117 時の流れを愉しむ散歩

先日、町全体が世界遺産に登録されているプロヴァン(Provins)の町を訪ねたことをきっかけに、少しだけ世界遺産について調べてみました。
2004年07月現在、世界には788の世界遺産があり、フランスには28の遺産があるそうです。
有名なベルサイユ宮殿やモンサンミッシェル(Mont Saint Michel)などが含まれているのですが、驚いたのはパリのセーヌ河岸もその1つであるということ。
毎日のように見ている身近な景観が、世界遺産なのだということを知り、とても嬉しくなりました。

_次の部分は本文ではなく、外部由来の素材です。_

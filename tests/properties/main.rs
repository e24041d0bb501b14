//! Property tests for the presentation engine over random decks.

use proptest::prelude::*;

use stepdeck::core::{Command, PresentationEngine};
use stepdeck::loader::{DeckFormat, parse_deck};
use stepdeck::test_utils::fixtures::deck_with_counts;

fn arb_counts() -> impl Strategy<Value = Vec<usize>> {
    prop::collection::vec(0usize..5, 1..8)
}

fn arb_command(max_index: usize) -> impl Strategy<Value = Command> {
    prop_oneof![
        3 => Just(Command::Advance),
        3 => Just(Command::Retreat),
        1 => (0..max_index).prop_map(Command::JumpToSlide),
    ]
}

fn arb_script() -> impl Strategy<Value = (Vec<usize>, Vec<Command>)> {
    arb_counts().prop_flat_map(|counts| {
        // allow jumps past the end to exercise OutOfRange
        let max = counts.len() + 3;
        (Just(counts), prop::collection::vec(arb_command(max), 0..40))
    })
}

fn assert_invariant(engine: &PresentationEngine, counts: &[usize]) {
    let state = engine.state();
    assert!(state.slide_index < counts.len());
    assert!(state.reveal_step <= counts[state.slide_index]);
}

proptest! {
    #[test]
    fn invariant_holds_after_every_command((counts, commands) in arb_script()) {
        let mut engine = PresentationEngine::new(deck_with_counts(&counts));
        prop_assert_eq!((engine.slide_index(), engine.reveal_step()), (0, 0));
        for command in commands {
            let before = engine.state();
            let result = engine.apply(command);
            if result.is_err() {
                prop_assert_eq!(engine.state(), before);
            }
            assert_invariant(&engine, &counts);
        }
    }

    #[test]
    fn advance_then_retreat_round_trips((counts, commands) in arb_script()) {
        let mut engine = PresentationEngine::new(deck_with_counts(&counts));
        for command in commands {
            let _ = engine.apply(command);
        }
        if !engine.is_at_last_state() {
            let before = engine.state();
            engine.advance();
            engine.retreat();
            prop_assert_eq!(engine.state(), before);
        }
    }

    #[test]
    fn retreat_then_advance_round_trips_inside_a_slide((counts, commands) in arb_script()) {
        let mut engine = PresentationEngine::new(deck_with_counts(&counts));
        for command in commands {
            let _ = engine.apply(command);
        }
        if engine.reveal_step() > 0 {
            let before = engine.state();
            engine.retreat();
            engine.advance();
            prop_assert_eq!(engine.state(), before);
        }
    }

    #[test]
    fn ends_are_idempotent(counts in arb_counts()) {
        let mut engine = PresentationEngine::new(deck_with_counts(&counts));
        engine.retreat();
        prop_assert!(engine.is_at_first_state());

        for _ in 0..engine.total_states() + 2 {
            engine.advance();
        }
        let last = engine.state();
        prop_assert!(engine.is_at_last_state());
        engine.advance();
        prop_assert_eq!(engine.state(), last);
    }

    #[test]
    fn advancing_walks_every_state_once(counts in arb_counts()) {
        let mut engine = PresentationEngine::new(deck_with_counts(&counts));
        let total = engine.total_states();
        prop_assert_eq!(total, counts.len() + counts.iter().sum::<usize>());

        let mut progress = engine.progress();
        for expected in 1..total {
            prop_assert!(!engine.is_at_last_state());
            engine.advance();
            prop_assert_eq!(engine.state_ordinal(), expected);
            prop_assert!(engine.progress() >= progress);
            progress = engine.progress();
        }
        prop_assert!(engine.is_at_last_state());
        prop_assert!((engine.progress() - 1.0).abs() < f64::EPSILON);
    }

    #[test]
    fn jump_lands_on_hidden_slide(counts in arb_counts(), pick in any::<prop::sample::Index>()) {
        let mut engine = PresentationEngine::new(deck_with_counts(&counts));
        let index = pick.index(counts.len());
        engine.jump_to_slide(index).unwrap();
        prop_assert_eq!((engine.slide_index(), engine.reveal_step()), (index, 0));

        let visible = engine.current_visible_content();
        prop_assert_eq!(visible.revealed.len(), 0);
        prop_assert_eq!(visible.hidden, counts[index]);
    }

    #[test]
    fn visible_prefix_matches_step((counts, commands) in arb_script()) {
        let mut engine = PresentationEngine::new(deck_with_counts(&counts));
        for command in commands {
            let _ = engine.apply(command);
        }
        let visible = engine.current_visible_content();
        prop_assert_eq!(visible.revealed.len(), engine.reveal_step());
        for (i, unit) in visible.revealed.iter().enumerate() {
            prop_assert_eq!(unit.ordinal(), i);
        }
    }

    #[test]
    fn deck_formats_agree(counts in arb_counts()) {
        let toml: String = counts
            .iter()
            .enumerate()
            .map(|(i, &n)| {
                let reveal: Vec<String> = (0..n)
                    .map(|j| format!("{{ kind = \"text\", text = \"point {i}.{j}\" }}"))
                    .collect();
                format!(
                    "[[slides]]\ncontent = [{{ kind = \"heading\", text = \"Slide {}\" }}]\nreveal = [{}]\n",
                    i + 1,
                    reveal.join(", ")
                )
            })
            .collect();

        let slides: Vec<serde_json::Value> = counts
            .iter()
            .enumerate()
            .map(|(i, &n)| {
                serde_json::json!({
                    "content": [{ "kind": "heading", "text": format!("Slide {}", i + 1) }],
                    "reveal": (0..n)
                        .map(|j| serde_json::json!({ "kind": "text", "text": format!("point {i}.{j}") }))
                        .collect::<Vec<_>>(),
                })
            })
            .collect();
        let json = serde_json::json!({ "slides": slides }).to_string();

        let from_toml = parse_deck(&toml, DeckFormat::Toml).unwrap();
        let from_json = parse_deck(&json, DeckFormat::Json).unwrap();
        // JSON is valid YAML
        let from_yaml = parse_deck(&json, DeckFormat::Yaml).unwrap();

        let expected = deck_with_counts(&counts);
        prop_assert_eq!(&from_toml, &expected);
        prop_assert_eq!(&from_json, &expected);
        prop_assert_eq!(&from_yaml, &expected);
    }
}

パリの街中はせわしい場所が多いのですが、このセーヌ河岸に来ると、それが嘘のよう…。
不思議な、ゆったりとした時の流れを感じます。
両岸に続くブキニスト(bouquiniste:露店の古本屋)では、店のおじさんがゆっくりとパイプを燻らせていたり、日がな一日キャンバスに向かって絵を描くおじいさんに出会ったり、カラフルな色のマフラーをなびかせた子供達が元気に走って行ったりと、心休まる光景を目にすることが出来ます。
そして、そのどれもがこの景観の一部。
世界遺産に登録されているのは、単に河や建物だけではなく、ここに生きる人々や、ここに吹く風をも含んでいるのでしょう。

皆さまもパリにいらした時、是非、セーヌの河岸をゆっくりとお散歩してみてください。
そして、この河がもたらす、ゆったりとした時の流れを楽しんでみてください。